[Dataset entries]
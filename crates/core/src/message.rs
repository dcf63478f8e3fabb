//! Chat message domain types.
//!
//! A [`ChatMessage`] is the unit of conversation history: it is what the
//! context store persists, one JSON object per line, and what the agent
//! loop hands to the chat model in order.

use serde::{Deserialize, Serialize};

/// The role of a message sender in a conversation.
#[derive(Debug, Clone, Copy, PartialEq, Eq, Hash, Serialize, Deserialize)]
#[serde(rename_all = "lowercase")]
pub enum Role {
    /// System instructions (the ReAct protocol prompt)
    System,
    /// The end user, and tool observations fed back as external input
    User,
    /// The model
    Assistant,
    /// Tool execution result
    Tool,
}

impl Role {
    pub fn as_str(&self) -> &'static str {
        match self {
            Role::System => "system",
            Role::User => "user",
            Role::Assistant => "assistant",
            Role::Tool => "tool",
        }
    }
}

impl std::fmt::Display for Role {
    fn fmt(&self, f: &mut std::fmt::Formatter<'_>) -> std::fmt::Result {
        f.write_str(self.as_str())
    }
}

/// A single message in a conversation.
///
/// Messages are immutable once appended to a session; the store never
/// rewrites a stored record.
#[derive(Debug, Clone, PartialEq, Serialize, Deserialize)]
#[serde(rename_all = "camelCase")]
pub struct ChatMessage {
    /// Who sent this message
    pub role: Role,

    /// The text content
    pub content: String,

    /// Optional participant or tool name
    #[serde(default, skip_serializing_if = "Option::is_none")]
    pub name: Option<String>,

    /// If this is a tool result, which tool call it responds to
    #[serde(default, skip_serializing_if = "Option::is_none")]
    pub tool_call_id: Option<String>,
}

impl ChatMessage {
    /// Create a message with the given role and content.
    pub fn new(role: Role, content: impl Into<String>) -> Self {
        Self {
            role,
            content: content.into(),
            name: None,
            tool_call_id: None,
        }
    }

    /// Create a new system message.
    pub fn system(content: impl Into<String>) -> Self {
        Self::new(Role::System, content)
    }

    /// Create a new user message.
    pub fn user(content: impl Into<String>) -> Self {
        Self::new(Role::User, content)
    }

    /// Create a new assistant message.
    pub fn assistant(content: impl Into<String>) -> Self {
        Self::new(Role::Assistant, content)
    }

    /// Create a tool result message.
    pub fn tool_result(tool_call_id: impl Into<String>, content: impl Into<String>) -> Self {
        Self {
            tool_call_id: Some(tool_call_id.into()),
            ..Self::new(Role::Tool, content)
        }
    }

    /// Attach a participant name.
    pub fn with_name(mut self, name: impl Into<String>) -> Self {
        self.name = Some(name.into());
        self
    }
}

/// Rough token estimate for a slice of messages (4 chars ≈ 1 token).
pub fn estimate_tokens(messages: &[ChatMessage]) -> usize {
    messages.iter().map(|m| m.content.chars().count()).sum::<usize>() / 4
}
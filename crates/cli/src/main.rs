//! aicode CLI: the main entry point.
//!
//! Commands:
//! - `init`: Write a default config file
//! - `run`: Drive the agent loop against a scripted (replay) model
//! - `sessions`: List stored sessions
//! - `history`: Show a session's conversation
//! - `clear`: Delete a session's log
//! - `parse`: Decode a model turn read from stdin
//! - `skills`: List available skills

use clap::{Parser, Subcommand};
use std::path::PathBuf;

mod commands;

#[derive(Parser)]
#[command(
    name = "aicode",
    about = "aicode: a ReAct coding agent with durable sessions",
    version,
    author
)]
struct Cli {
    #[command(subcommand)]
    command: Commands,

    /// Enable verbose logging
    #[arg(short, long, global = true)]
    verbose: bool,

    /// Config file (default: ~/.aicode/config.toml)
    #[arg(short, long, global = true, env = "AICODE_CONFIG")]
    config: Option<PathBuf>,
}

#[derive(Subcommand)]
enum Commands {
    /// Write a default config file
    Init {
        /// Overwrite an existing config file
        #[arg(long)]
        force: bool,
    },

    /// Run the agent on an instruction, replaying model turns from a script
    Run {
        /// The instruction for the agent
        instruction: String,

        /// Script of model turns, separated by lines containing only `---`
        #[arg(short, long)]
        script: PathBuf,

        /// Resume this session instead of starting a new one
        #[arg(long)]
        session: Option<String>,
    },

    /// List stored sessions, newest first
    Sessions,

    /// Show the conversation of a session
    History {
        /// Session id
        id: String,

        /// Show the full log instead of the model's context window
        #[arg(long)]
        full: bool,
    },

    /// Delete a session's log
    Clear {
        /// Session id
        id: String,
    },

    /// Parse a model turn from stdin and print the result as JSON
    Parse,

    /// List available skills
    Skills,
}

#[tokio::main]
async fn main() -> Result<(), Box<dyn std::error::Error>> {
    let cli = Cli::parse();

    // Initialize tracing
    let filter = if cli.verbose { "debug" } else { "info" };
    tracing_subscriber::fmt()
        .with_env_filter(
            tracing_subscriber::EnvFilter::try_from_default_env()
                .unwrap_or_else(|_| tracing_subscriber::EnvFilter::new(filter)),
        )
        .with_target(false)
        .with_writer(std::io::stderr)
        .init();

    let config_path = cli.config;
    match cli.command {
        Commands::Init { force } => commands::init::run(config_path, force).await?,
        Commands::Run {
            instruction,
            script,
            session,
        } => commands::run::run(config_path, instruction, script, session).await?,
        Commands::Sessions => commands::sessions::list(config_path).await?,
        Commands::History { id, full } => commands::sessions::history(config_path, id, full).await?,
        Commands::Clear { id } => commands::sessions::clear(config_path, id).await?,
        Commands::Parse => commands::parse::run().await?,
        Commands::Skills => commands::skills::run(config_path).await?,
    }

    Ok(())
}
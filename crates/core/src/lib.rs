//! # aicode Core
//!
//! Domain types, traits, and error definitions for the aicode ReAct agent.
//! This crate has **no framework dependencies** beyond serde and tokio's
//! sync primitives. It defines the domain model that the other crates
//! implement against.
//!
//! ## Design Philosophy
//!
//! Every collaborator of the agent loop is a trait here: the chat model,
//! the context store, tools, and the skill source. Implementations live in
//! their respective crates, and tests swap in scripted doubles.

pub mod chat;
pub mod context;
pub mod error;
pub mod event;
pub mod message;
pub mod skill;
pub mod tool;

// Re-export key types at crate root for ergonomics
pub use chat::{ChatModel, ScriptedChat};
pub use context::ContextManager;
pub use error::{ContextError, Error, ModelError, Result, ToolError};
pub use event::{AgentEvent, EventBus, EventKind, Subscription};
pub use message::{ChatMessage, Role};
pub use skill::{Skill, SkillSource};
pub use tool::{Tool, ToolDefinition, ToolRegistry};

◆ **What you need to do**
The answer must be the line containing "pub mod context;" and every line after it through the end of the records, repeated exactly.

◆ **Result for this task**
pub mod context;
pub mod error;
pub mod event;
pub mod message;
pub mod skill;
pub mod tool;

// Re-export key types at crate root for ergonomics
pub use chat::{ChatModel, ScriptedChat};
pub use context::ContextManager;
pub use error::{ContextError, Error, ModelError, Result, ToolError};
pub use event::{AgentEvent, EventBus, EventKind, Subscription};
pub use message::{ChatMessage, Role};
pub use skill::{Skill, SkillSource};
pub use tool::{Tool, ToolDefinition, ToolRegistry};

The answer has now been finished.